Canada’s millennials are transforming the housing landscape in their search for new kinds of homes.
And they pack a big punch financially. According to a report by CBC News, more than 50% of 25 to 35-year-old Canadians own a home, compared to 36% of U.S. millennials. The research, from TD Economics, says that Canadian millennials have less student debt, better jobs and higher incomes than their U.S. peers. What do millennials want it comes to housing? The answer is: Pretty much everything. And a U.S. innovation called an “Urby” may suit the bill.
The Urby is a mixed-use residential development that brings a little bit of city, a little bit of community and a little bit of entertainment to a little apartment. Emphasizing “New Urbanist” principles such as walkable neighbourhoods and access to public transportation, Urby developments are designed for urban professionals.

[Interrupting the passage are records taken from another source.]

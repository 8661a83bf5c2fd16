use headers::{Header, HeaderName, HeaderValue};

/// Token sent back by the browser script on state changing requests.
#[derive(Debug, Clone, PartialEq, Eq)]
pub struct XsrfToken(pub String);

pub static XSRF_TOKEN: HeaderName = HeaderName::from_static("x-xsrf-token");

impl Header for XsrfToken {
    fn name() -> &'static HeaderName {
        &XSRF_TOKEN
    }

    fn decode<'i, I>(values: &mut I) -> Result<Self, headers::Error>
    where
        I: Iterator<Item = &'i HeaderValue>,
    {
        let value = values.next().ok_or_else(headers::Error::invalid)?;
        let v = value.to_str().map_err(|_| headers::Error::invalid())?;

        Ok(XsrfToken(v.to_owned()))
    }

    fn encode<E>(&self, values: &mut E)
    where
        E: Extend<HeaderValue>,
    {
        if let Ok(v) = HeaderValue::from_str(&self.0) {
            values.extend(std::iter::once(v));
        }
    }
}
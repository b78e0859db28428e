use nalgebra::{DMatrix, DVector};

use super::model::{FitMethod, PolynomialDegree, RegressionResult};
use crate::error::{AnalysisError, Result};

// ---------------------------------------------------------------------------
// Public entry-points
// ---------------------------------------------------------------------------

/// Least-squares polynomial fit of `y` against `x`.
///
/// Checks run in this order:
/// 1. fewer than `degree + 1` points → `InsufficientPoints`;
/// 2. linear fit over one repeated x-value → degenerate vertical line;
/// 3. fewer than `degree + 1` distinct x-values → `SingularFit`;
/// 4. otherwise solve the least-squares problem on centred and scaled x.
pub fn fit(x: &[f64], y: &[f64], degree: PolynomialDegree) -> Result<RegressionResult> {
    if x.len() != y.len() {
        return Err(AnalysisError::MismatchedLengths {
            x_len: x.len(),
            y_len: y.len(),
        });
    }

    let needed = degree.n_coeffs();
    if x.len() < needed {
        return Err(AnalysisError::InsufficientPoints {
            needed,
            found: x.len(),
        });
    }

    if degree == PolynomialDegree::Linear && is_vertical(x) {
        return Ok(vertical_line(x[0]));
    }

    let distinct = count_distinct(x);
    if distinct < needed {
        return Err(AnalysisError::SingularFit {
            degree: degree.as_u8(),
            reason: format!("only {distinct} distinct x-values, need {needed}"),
        });
    }

    let mut coefficients = solve_least_squares(x, y, degree)?;
    // Solver order is constant term first.
    coefficients.reverse();

    log::debug!("{} fit: {:?}", degree.name(), coefficients);
    Ok(RegressionResult {
        degree,
        coefficients,
        method: FitMethod::LeastSquares,
    })
}

/// Fit every supported degree independently. A failure at one degree does
/// not affect the others.
pub fn fit_all(x: &[f64], y: &[f64]) -> Vec<(PolynomialDegree, Result<RegressionResult>)> {
    PolynomialDegree::ALL
        .iter()
        .map(|&degree| {
            let result = fit(x, y, degree);
            if let Err(e) = &result {
                log::warn!("{} regression failed: {e}", degree.name());
            }
            (degree, result)
        })
        .collect()
}

// ---------------------------------------------------------------------------
// Degenerate input
// ---------------------------------------------------------------------------

fn is_vertical(x: &[f64]) -> bool {
    x.iter().all(|&v| v == x[0])
}

/// All points share one x-value, so `AᵀA` is singular. The line is reported
/// as `slope = x`, `intercept = 0`.
fn vertical_line(x_constant: f64) -> RegressionResult {
    log::debug!("All x-values equal {x_constant}; using the vertical-line fallback");
    RegressionResult {
        degree: PolynomialDegree::Linear,
        coefficients: vec![x_constant, 0.0],
        method: FitMethod::DegenerateVertical,
    }
}

fn count_distinct(x: &[f64]) -> usize {
    let mut sorted = x.to_vec();
    sorted.sort_by(f64::total_cmp);
    sorted.dedup();
    sorted.len()
}

// ---------------------------------------------------------------------------
// Least squares
// ---------------------------------------------------------------------------

/// Singular values below this fraction of the largest one count as zero.
const RANK_TOLERANCE: f64 = 1e-12;

/// Least-squares coefficients of `y ≈ Σ cₖ xᵏ`, constant term first.
///
/// The design matrix is built over `t = (x - center) / scale`, which keeps
/// every column within `[-1, 1]`, and is solved by SVD without forming `AᵀA`.
fn solve_least_squares(x: &[f64], y: &[f64], degree: PolynomialDegree) -> Result<Vec<f64>> {
    let singular = |reason: &str| AnalysisError::SingularFit {
        degree: degree.as_u8(),
        reason: reason.to_string(),
    };

    let n_coeffs = degree.n_coeffs();
    let center = x.iter().sum::<f64>() / x.len() as f64;
    let scale = x.iter().fold(0.0_f64, |acc, &v| acc.max((v - center).abs()));
    if !(scale > 0.0 && scale.is_finite()) {
        return Err(singular("x-values have no usable spread"));
    }

    let design = DMatrix::from_fn(x.len(), n_coeffs, |i, j| {
        ((x[i] - center) / scale).powi(j as i32)
    });
    let rhs = DVector::from_column_slice(y);

    let svd = design.svd(true, true);
    let largest = svd.singular_values.max();
    if svd.rank(largest * RANK_TOLERANCE) < n_coeffs {
        return Err(singular("design matrix is rank deficient"));
    }
    let scaled = svd
        .solve(&rhs, largest * RANK_TOLERANCE)
        .map_err(singular)?;

    let coefficients = expand_scaled(scaled.as_slice(), center, scale);
    if coefficients.iter().any(|c| !c.is_finite()) {
        return Err(singular("solution contains non-finite coefficients"));
    }
    Ok(coefficients)
}

/// Rewrite `Σ cₖ ((x - center) / scale)ᵏ` as `Σ aⱼ xʲ`. Both sides are
/// constant term first.
fn expand_scaled(scaled: &[f64], center: f64, scale: f64) -> Vec<f64> {
    let mut coefficients = vec![0.0; scaled.len()];
    // ((x - center) / scale)^k, constant term first
    let mut power = vec![1.0];
    for (k, &ck) in scaled.iter().enumerate() {
        if k > 0 {
            let mut next = vec![0.0; power.len() + 1];
            for (j, &p) in power.iter().enumerate() {
                next[j + 1] += p / scale;
                next[j] -= p * center / scale;
            }
            power = next;
        }
        for (j, &p) in power.iter().enumerate() {
            coefficients[j] += ck * p;
        }
    }
    coefficients
}

#[cfg(test)]
mod tests {
    use super::*;

    #[test]
    fn distinct_values_ignore_order_and_repeats() {
        assert_eq!(count_distinct(&[3.0, 1.0, 3.0, 2.0, 1.0]), 3);
        assert_eq!(count_distinct(&[0.0]), 1);
    }

    #[test]
    fn least_squares_recovers_exact_line() {
        let x = [0.0, 1.0, 2.0];
        let y = [1.0, 3.0, 5.0];
        let c = solve_least_squares(&x, &y, PolynomialDegree::Linear).unwrap();
        assert!((c[0] - 1.0).abs() < 1e-9);
        assert!((c[1] - 2.0).abs() < 1e-9);
    }

    #[test]
    fn expand_scaled_shifts_back_to_x() {
        // t = (x - 3) / 2; 1 + 2t + 4t² = x² - 5x + 7
        let c = expand_scaled(&[1.0, 2.0, 4.0], 3.0, 2.0);
        assert!((c[0] - 7.0).abs() < 1e-12);
        assert!((c[1] + 5.0).abs() < 1e-12);
        assert!((c[2] - 1.0).abs() < 1e-12);
    }
}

Key to Urby projects such as the Urban Ready Life (URL) complex in Staten Island, N.Y. is providing opportunities for social interaction. URL common areas offer chances for interpersonal connections between residents by including lobby coffee shops, communal kitchens and a cultural director. Sounds ideal for this work-hard, play-hard generation, and Canadian developers are watching the progress of projects such as Urbys, the tiny house movement and co-op housing developments.
So far, however, they’re just watching: Notes Steve Jackson, program manager for the Cooperative Housing Association of Canada: “It’s unfortunate that there are no major programs to develop new co-op housing … We know that a lot of millennials do see co-op housing as a wonderful option.”